Divides the master export file into individual JSON files, one per task:

- Extracts each task from the export.json file
- Creates a separate JSON file named with the UUID of the task
- Verifies that the images and XML files match by comparing UUIDs
- Uses the improved progress tracking with tqdm.notebook

This step prepares the data for efficient parallel processing in later stages.

In [None]:
# Split the export.json into individual JSON files
if label_studio_token:
    split_result = download.run_split_json(
        show_progress=True,
        labels_file="label_studio_export.json",
        jsons_dir=DIRS["jsons_dir"]
    )
    
    # Display results as markdown
    if "error" in split_result:
        display(Markdown(f"## ❌ Error\n{split_result['error']}"))
    else:
        display(Markdown(f"""
        ## JSON Split Results
        - Total tasks: {split_result['total_tasks']}
        - JSON files created: {split_result['json_created']}
        - Skipped (no UUID): {split_result['skipped_no_uuid']}
        - Failed writes: {split_result['failed_writes']}
        - Processing time: {split_result['elapsed_time']:.2f} seconds
        """))
        
        # Also run directory comparison to verify we have matching files
        compare_result = download.run_compare(
            texts_dir=DIRS["texts_dir"],
            images_dir=DIRS["images_dir"]
        )
        if compare_result["match"]:
            display(Markdown("## ✅ Images and XMLs match!"))
        else:
            display(Markdown(f"""
            ## ⚠️ Mismatch between images and XMLs
            - Files in both directories: {compare_result['matching_count']}
            - Files only in texts directory: {compare_result['texts_only_count']}
            - Files only in images directory: {compare_result['images_only_count']}
            """))
else:
    display(Markdown("## ❌ Cannot proceed without token"))

Analyzes the distribution of rectangle labels in the dataset:

- Counts occurrences of each rectangle label across all JSON files
- Displays results as a sorted DataFrame for easy analysis
- Provides summary statistics about the dataset composition
- Uses the improved progress bar implementation with tqdm.notebook

This analysis helps identify which labels are most common and can inform filtering decisions.

In [None]:
# Import the module
import count_json

# Setup logging for notebook environment
count_json.setup_logging(debug_mode=DEBUG, use_notebook=True)

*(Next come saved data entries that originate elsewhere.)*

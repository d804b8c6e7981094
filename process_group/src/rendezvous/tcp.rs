use std::{io, time::Duration};

use log::debug;
use tokio::{
    net::{TcpListener, TcpStream},
    time,
};

use super::{Link, Rendezvous};

/// Pause between attempts while rank 0 is not listening yet.
const RETRY_INTERVAL: Duration = Duration::from_millis(100);

/// Rendezvous over TCP at rank 0's `host:port`.
///
/// `connect` keeps retrying refused connections, the caller bounds it with
/// the bootstrap timeout.
pub struct TcpRendezvous {
    addr: String,
    listener: Option<TcpListener>,
}

impl TcpRendezvous {
    /// Creates a new `TcpRendezvous`, the hub binds `addr` lazily on its first `accept`.
    ///
    /// # Arguments
    /// * `addr` - The `host:port` of rank 0.
    pub fn new(addr: impl Into<String>) -> Self {
        Self {
            addr: addr.into(),
            listener: None,
        }
    }

    /// Creates a hub side `TcpRendezvous` over an already bound listener.
    ///
    /// # Arguments
    /// * `listener` - The listener peers will connect to.
    pub fn from_listener(listener: TcpListener) -> io::Result<Self> {
        Ok(Self {
            addr: listener.local_addr()?.to_string(),
            listener: Some(listener),
        })
    }

    fn into_link(stream: TcpStream) -> io::Result<Link> {
        stream.set_nodelay(true)?;
        let (rx, tx) = stream.into_split();
        Ok(Link::new(rx, tx))
    }
}

impl Rendezvous for TcpRendezvous {
    async fn accept(&mut self) -> io::Result<Link> {
        let listener = match self.listener.take() {
            Some(listener) => listener,
            None => TcpListener::bind(&self.addr).await?,
        };

        let listener = self.listener.insert(listener);

        let (stream, addr) = listener.accept().await?;
        debug!("peer connected from {addr}");
        Self::into_link(stream)
    }

    async fn connect(&mut self) -> io::Result<Link> {
        loop {
            match TcpStream::connect(&self.addr).await {
                Ok(stream) => return Self::into_link(stream),
                Err(e) if is_transient(&e) => {
                    debug!("rank 0 not reachable at {} yet: {e}", self.addr);
                    time::sleep(RETRY_INTERVAL).await;
                }
                Err(e) => return Err(e),
            }
        }
    }

    fn describe(&self) -> String {
        format!("tcp://{}", self.addr)
    }
}

fn is_transient(e: &io::Error) -> bool {
    matches!(
        e.kind(),
        io::ErrorKind::ConnectionRefused
            | io::ErrorKind::ConnectionReset
            | io::ErrorKind::TimedOut
            | io::ErrorKind::AddrNotAvailable
    )
}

# Run the count_labels function with default directory
result = count_json.run_count_labels(jsons_dir=DIRS["jsons_dir"], print_table=False)  # Don't print tables in notebook

# Display results as a DataFrame
label_df = pd.DataFrame(
    list(result["label_counts"].items()), 
    columns=["Label", "Count"]
).sort_values("Count", ascending=False)

display(Markdown("## Rectangle Label Counts"))
display(label_df)

# Show summary stats
display(Markdown(f"""
## Summary Statistics
- Total files processed: {result["total_files"]}
- Files with rectangle labels: {result["processed_files"] - result["no_labels_files"]}
- Files without rectangle labels: {result["no_labels_files"]}
- Files with errors: {result["error_files"]}
- Total label instances: {result["total_labels"]}
- Unique labels found: {result["unique_labels"]}
"""))

Filters JSON, image, and XML files to keep only those with the target label:

- Identifies all JSONs containing the label "Obrázek" (Picture)
- Copies matching JSONs to the filtered_jsons directory
- Copies corresponding images to the filtered_images directory
- Copies corresponding XML files to the filtered_texts directory
- Features multiple progress bars with the improved tqdm implementation
- Updates the directory dictionary with new filtered paths

This filtering step ensures we focus only on tasks with images/illustrations.

In [None]:
# Import the enhanced filtering module
import filter_by_label

# Setup logging for notebook environment
filter_by_label.setup_logging(debug_mode=DEBUG, use_notebook=True)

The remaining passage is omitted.